# See Gråvlangen in der Nähe von Lilla Edet



## Manuel (23. August 2011)

Hallo,

kennt jemand den See Gråvlangen ?
Liegt in der Nähe von Lilla Edet in Westschweden.
Nächstes Jahr gehts dorthin in den Urlaub und ich fange mal an Infos zu sammeln.
Evtl. hat da schonmal jemand von Euch geangelt und kann was berichten.


----------



## scratchy1912 (27. August 2011)

*AW: See Gråvlangen in der Nähe von Lilla Edet*

Hallo Manuel, ich ware letzte Woche dort und kann dir vieles interessantes berichten. Schreib mal ne PN mit Telefonnummer, dann klingel ich mal durch, wäre zuviel das hier zu schreiben... vg marcel


----------



## daniel_ (28. August 2011)

*AW: See Gråvlangen in der Nähe von Lilla Edet*



scratchy1912 schrieb:


> Hallo Manuel, ich ware letzte Woche dort und kann dir vieles interessantes berichten. Schreib mal ne PN mit Telefonnummer, dann klingel ich mal durch, wäre zuviel das hier zu schreiben... vg marcel



Nen kleiner Bericht wäre trotzdem toll.
Davon hätten dann alle etwas...

Gruß
Daniel


----------



## scratchy1912 (29. August 2011)

*AW: See Gråvlangen in der Nähe von Lilla Edet*



daniel_ schrieb:


> Nen kleiner Bericht wäre trotzdem toll.
> Davon hätten dann alle etwas...
> 
> Gruß
> Daniel


 

Samstag angekommen, geangelt, gefangen. Nächsten Samstag wieder nach hause gefahren und alle Fische wieder zurückgesezt...

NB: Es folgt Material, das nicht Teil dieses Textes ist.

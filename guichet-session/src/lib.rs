// Lint configuration for this crate
#![warn(missing_docs)]
#![warn(clippy::all)]
#![warn(clippy::pedantic)]
#![allow(clippy::module_name_repetitions)]
#![allow(clippy::must_use_candidate)]

//! # Guichet Session
//!
//! Stateful session navigation and retryable iteration for site adapters.
//!
//! Scraping a session-stateful site means driving one HTTP conversation
//! through a sequence of pages while extracting records along the way,
//! and surviving the site misbehaving mid-extraction. This crate is that
//! engine, independent of any particular site:
//!
//! - [`page::PageMatcher`] - ordered URL/content rules classifying each
//!   response into a page kind
//! - [`session::Session`] - current page, authentication state machine,
//!   and scoped logout-detection suppression
//! - [`gate::LoginGate`] - transparent re-authentication before guarded
//!   operations
//! - [`retry::RetryPolicy`] / [`retry::retry_value`] - bounded retry of
//!   single-value operations on the transient failure class
//! - [`resume::ResumableStream`] - retry-and-resume for multi-page record
//!   listings, with replay consistency checking
//! - [`nav::EntryPoints`] - prioritized entry candidates with winner
//!   pinning
//! - [`transport`] - the one-round-trip contract the engine navigates
//!   through, plus the reqwest implementation
//!
//! ## Example
//!
//! ```ignore
//! let mut session = Session::new(transport, matcher, vec![Kind::Login]);
//! LoginGate::ensure(&mut session, &authenticator).await?;
//!
//! let stream = ResumableStream::new(RetryPolicy::default(), move || {
//!     Box::new(AccountsProducer::new(session.clone()))
//! });
//! let accounts = stream.try_collect().await?;
//! ```

pub mod error;
pub mod gate;
pub mod nav;
pub mod page;
pub mod resume;
pub mod retry;
pub mod session;
pub mod testing;
pub mod transport;

// Re-export key types at crate root

// Errors
pub use error::{SessionError, TransportError};

// Session & navigation
pub use gate::{Authenticator, LoginGate};
pub use nav::EntryPoints;
pub use page::{PageMatcher, PageRule, PageToken};
pub use session::{AuthState, LoginGuard, Session, VisitedPage};

// Retry machinery
pub use resume::{Producer, ProducerFactory, ResumableStream};
pub use retry::{DEFAULT_MAX_ATTEMPTS, RetryPolicy, retry_value};

// Transport
pub use transport::{HttpTransport, Method, Request, Response, Transport};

PS: Noch entscheide ich wann ich hier was schreiben will


----------



## daniel_ (29. August 2011)

*AW: See Gråvlangen in der Nähe von Lilla Edet*



scratchy1912 schrieb:


> Samstag angekommen, geangelt, gefangen. Nächsten Samstag wieder nach hause gefahren und alle Fische wieder zurückgesezt...
> 
> PS: Noch eintscheide ich wann ich hier was schreiben will



Na sicher entscheidest DU das, nur musst DU dich dann auch nicht wundern, wenn bald niemand mehr auf deine Suchethreats anwortet. Weil immer nur ziehen ist auch nicht...
Ein Forum lebt von und mit dem In - und Output der User.

Gruß
daniel


----------



## scratchy1912 (29. August 2011)

*AW: See Gråvlangen in der Nähe von Lilla Edet*

Genau deswegen stehe ich ja auch in KOntakt mit dem Verfasser. Des Weiteren habe ich den letzten Suchthread vor gefühlten 2 Jahren eröffnet.


----------



## Shadrap (29. August 2011)

*AW: See Gråvlangen in der Nähe von Lilla Edet*



scratchy1912 schrieb:


> Samstag angekommen, geangelt, gefangen. Nächsten Samstag wieder nach hause gefahren und alle Fische wieder zurückgesezt...
> 
> PS: Noch entscheide ich wann ich hier was schreiben will


 
Warum denn so unfreundlich? Etwas ähnliches wie Daniel wollte ich auch schon schreiben. Das war doch nur eine nette Aufforderung, einen kleinen Bericht mit ein paar Infos ins Forum zu stellen. Ich lese sowas auch immer gerne.


----------



## Schwedenangler (30. August 2011)

*AW: See Gråvlangen in der Nähe von Lilla Edet*

@ scratchy

Ein paar nette Zeilen für alle haben noch keinem geschadet  .
Meine Vorredner haben insofern Recht wenn sie sagen ein Forum 
lebt vom Gedanken bzw. Erfahrungsaustausch.
Wir alle würden deine Erfahrungen und Erlebnisse bei deinem Angelurlaub am Gråvlangen gerne lesen*.
*Vielleicht verschlägt es uns ja auch mal in diese Region.


Gruß Ralf


----------



## Manuel (14. Februar 2012)

*AW: See Gråvlangen in der Nähe von Lilla Edet*

So bald ist es ja dann soweit....Ende Mai.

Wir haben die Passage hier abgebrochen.